▶ Your goal: Word for word, transcribe the data below from the line with "repository d756fb346d37fadf" to the line with "self.insert(name);", keeping both of those lines.

▶ Recorded information:

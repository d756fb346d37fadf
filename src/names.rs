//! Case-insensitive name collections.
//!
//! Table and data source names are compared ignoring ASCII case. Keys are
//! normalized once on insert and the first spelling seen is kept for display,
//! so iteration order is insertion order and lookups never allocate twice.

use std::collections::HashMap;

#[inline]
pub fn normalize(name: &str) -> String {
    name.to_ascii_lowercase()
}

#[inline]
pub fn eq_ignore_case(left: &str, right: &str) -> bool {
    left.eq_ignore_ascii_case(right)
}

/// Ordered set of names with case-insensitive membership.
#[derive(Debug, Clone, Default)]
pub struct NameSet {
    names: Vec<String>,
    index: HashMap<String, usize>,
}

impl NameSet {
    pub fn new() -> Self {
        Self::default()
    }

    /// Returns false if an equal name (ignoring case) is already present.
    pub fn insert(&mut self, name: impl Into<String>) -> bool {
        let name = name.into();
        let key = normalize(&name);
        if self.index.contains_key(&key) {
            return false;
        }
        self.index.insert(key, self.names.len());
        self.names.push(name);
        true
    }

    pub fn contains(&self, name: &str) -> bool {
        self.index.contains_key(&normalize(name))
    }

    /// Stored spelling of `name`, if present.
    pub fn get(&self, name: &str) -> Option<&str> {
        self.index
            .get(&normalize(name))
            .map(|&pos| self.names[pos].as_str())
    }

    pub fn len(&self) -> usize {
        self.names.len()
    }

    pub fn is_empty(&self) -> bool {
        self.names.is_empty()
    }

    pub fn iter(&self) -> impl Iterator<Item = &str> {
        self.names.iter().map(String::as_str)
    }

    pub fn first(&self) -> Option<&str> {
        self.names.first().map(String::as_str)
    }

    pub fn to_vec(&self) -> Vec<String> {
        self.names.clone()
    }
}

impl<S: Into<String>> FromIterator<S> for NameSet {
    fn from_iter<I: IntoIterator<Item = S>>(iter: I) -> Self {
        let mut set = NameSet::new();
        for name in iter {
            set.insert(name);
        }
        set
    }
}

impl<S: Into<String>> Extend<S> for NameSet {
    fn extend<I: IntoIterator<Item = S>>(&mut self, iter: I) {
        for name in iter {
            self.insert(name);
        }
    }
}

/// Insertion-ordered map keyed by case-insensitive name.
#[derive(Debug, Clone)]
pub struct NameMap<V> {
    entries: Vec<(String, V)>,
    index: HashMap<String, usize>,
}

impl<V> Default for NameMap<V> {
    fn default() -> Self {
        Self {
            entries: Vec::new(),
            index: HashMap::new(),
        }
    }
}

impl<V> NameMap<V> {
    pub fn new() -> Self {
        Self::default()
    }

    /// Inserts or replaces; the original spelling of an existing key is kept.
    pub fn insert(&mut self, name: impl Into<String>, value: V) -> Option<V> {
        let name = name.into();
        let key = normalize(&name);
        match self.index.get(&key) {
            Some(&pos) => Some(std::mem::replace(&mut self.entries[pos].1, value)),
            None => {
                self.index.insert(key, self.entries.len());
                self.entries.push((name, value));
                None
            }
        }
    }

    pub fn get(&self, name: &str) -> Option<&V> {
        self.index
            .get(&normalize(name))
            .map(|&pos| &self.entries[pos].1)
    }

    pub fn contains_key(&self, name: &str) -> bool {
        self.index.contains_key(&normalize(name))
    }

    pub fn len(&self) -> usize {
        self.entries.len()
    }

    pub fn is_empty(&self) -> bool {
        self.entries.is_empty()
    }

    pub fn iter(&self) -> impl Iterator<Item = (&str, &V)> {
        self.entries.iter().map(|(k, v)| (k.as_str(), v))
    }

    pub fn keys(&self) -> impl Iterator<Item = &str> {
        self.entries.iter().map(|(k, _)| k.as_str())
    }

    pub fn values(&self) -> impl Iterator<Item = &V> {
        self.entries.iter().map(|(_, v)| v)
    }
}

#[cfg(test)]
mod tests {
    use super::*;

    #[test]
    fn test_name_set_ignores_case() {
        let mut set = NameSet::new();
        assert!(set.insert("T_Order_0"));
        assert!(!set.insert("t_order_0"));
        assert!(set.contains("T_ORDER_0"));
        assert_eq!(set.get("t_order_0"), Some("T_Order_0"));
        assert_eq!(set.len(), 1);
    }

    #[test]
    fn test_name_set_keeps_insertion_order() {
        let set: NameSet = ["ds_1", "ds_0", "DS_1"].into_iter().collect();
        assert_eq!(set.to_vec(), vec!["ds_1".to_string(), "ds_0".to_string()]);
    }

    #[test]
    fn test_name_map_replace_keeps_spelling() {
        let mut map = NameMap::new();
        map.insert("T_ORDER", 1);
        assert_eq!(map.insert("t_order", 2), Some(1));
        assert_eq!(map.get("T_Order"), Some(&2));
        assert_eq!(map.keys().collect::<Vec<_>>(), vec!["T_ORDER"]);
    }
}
==
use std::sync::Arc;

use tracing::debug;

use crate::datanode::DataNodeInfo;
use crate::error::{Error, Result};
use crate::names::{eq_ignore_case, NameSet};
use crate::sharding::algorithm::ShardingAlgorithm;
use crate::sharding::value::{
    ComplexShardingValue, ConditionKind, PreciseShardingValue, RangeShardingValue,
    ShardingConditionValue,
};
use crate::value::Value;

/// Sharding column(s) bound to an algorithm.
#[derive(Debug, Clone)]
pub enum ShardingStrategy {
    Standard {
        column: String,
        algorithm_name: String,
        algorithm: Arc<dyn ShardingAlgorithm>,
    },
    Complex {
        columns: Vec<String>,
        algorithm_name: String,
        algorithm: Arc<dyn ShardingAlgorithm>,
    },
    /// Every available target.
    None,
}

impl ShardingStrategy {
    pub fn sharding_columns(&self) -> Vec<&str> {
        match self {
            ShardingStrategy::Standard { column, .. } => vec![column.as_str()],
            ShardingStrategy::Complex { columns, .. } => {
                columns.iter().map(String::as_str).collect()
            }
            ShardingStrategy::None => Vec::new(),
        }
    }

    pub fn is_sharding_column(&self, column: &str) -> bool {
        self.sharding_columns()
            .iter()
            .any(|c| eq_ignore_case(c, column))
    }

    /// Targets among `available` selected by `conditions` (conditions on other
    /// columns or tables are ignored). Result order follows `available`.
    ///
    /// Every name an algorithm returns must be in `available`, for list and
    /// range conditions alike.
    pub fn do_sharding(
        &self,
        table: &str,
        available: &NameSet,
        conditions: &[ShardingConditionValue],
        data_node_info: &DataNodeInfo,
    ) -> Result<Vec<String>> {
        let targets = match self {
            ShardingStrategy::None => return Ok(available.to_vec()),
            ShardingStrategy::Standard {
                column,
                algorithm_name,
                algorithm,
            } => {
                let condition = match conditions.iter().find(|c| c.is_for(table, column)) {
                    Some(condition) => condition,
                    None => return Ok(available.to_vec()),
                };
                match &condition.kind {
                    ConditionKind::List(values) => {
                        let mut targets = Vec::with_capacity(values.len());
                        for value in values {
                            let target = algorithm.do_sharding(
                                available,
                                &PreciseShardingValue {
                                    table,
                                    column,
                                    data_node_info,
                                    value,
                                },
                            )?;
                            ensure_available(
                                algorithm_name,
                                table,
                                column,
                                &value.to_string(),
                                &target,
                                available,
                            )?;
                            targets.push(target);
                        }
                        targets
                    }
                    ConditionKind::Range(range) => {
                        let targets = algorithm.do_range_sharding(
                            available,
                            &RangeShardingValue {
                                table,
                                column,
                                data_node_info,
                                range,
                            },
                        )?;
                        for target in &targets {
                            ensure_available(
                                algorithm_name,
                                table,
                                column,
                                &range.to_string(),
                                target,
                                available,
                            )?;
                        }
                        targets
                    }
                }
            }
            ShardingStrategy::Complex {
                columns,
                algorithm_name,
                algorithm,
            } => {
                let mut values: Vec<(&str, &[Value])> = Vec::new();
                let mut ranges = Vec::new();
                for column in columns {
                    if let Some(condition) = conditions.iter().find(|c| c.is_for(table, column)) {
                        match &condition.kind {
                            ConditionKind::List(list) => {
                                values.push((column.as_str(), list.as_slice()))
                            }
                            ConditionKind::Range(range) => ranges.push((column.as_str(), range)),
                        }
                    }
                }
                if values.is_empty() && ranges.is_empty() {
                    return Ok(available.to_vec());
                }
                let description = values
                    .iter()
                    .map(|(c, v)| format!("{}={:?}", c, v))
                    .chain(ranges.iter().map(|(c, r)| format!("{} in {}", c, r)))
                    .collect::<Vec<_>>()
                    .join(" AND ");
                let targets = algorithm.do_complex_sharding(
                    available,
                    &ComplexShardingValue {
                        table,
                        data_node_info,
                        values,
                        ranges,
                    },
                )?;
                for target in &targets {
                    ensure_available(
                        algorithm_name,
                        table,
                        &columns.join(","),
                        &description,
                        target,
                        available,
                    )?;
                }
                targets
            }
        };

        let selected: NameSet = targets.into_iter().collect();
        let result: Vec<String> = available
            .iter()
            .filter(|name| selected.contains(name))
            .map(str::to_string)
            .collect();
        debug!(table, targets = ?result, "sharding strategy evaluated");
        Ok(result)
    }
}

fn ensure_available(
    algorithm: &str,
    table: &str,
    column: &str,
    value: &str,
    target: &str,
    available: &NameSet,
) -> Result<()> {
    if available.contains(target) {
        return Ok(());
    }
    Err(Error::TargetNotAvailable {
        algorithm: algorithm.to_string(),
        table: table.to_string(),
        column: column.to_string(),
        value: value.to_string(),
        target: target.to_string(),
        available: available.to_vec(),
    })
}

▶ Task result:
repository d756fb346d37fadf
filename src/names.rs
//! Case-insensitive name collections.
//!
//! Table and data source names are compared ignoring ASCII case. Keys are
//! normalized once on insert and the first spelling seen is kept for display,
//! so iteration order is insertion order and lookups never allocate twice.

use std::collections::HashMap;

#[inline]
pub fn normalize(name: &str) -> String {
    name.to_ascii_lowercase()
}

#[inline]
pub fn eq_ignore_case(left: &str, right: &str) -> bool {
    left.eq_ignore_ascii_case(right)
}

/// Ordered set of names with case-insensitive membership.
#[derive(Debug, Clone, Default)]
pub struct NameSet {
    names: Vec<String>,
    index: HashMap<String, usize>,
}

impl NameSet {
    pub fn new() -> Self {
        Self::default()
    }

    /// Returns false if an equal name (ignoring case) is already present.
    pub fn insert(&mut self, name: impl Into<String>) -> bool {
        let name = name.into();
        let key = normalize(&name);
        if self.index.contains_key(&key) {
            return false;
        }
        self.index.insert(key, self.names.len());
        self.names.push(name);
        true
    }

    pub fn contains(&self, name: &str) -> bool {
        self.index.contains_key(&normalize(name))
    }

    /// Stored spelling of `name`, if present.
    pub fn get(&self, name: &str) -> Option<&str> {
        self.index
            .get(&normalize(name))
            .map(|&pos| self.names[pos].as_str())
    }

    pub fn len(&self) -> usize {
        self.names.len()
    }

    pub fn is_empty(&self) -> bool {
        self.names.is_empty()
    }

    pub fn iter(&self) -> impl Iterator<Item = &str> {
        self.names.iter().map(String::as_str)
    }

    pub fn first(&self) -> Option<&str> {
        self.names.first().map(String::as_str)
    }

    pub fn to_vec(&self) -> Vec<String> {
        self.names.clone()
    }
}

impl<S: Into<String>> FromIterator<S> for NameSet {
    fn from_iter<I: IntoIterator<Item = S>>(iter: I) -> Self {
        let mut set = NameSet::new();
        for name in iter {
            set.insert(name);
        }
        set
    }
}

impl<S: Into<String>> Extend<S> for NameSet {
    fn extend<I: IntoIterator<Item = S>>(&mut self, iter: I) {
        for name in iter {
            self.insert(name);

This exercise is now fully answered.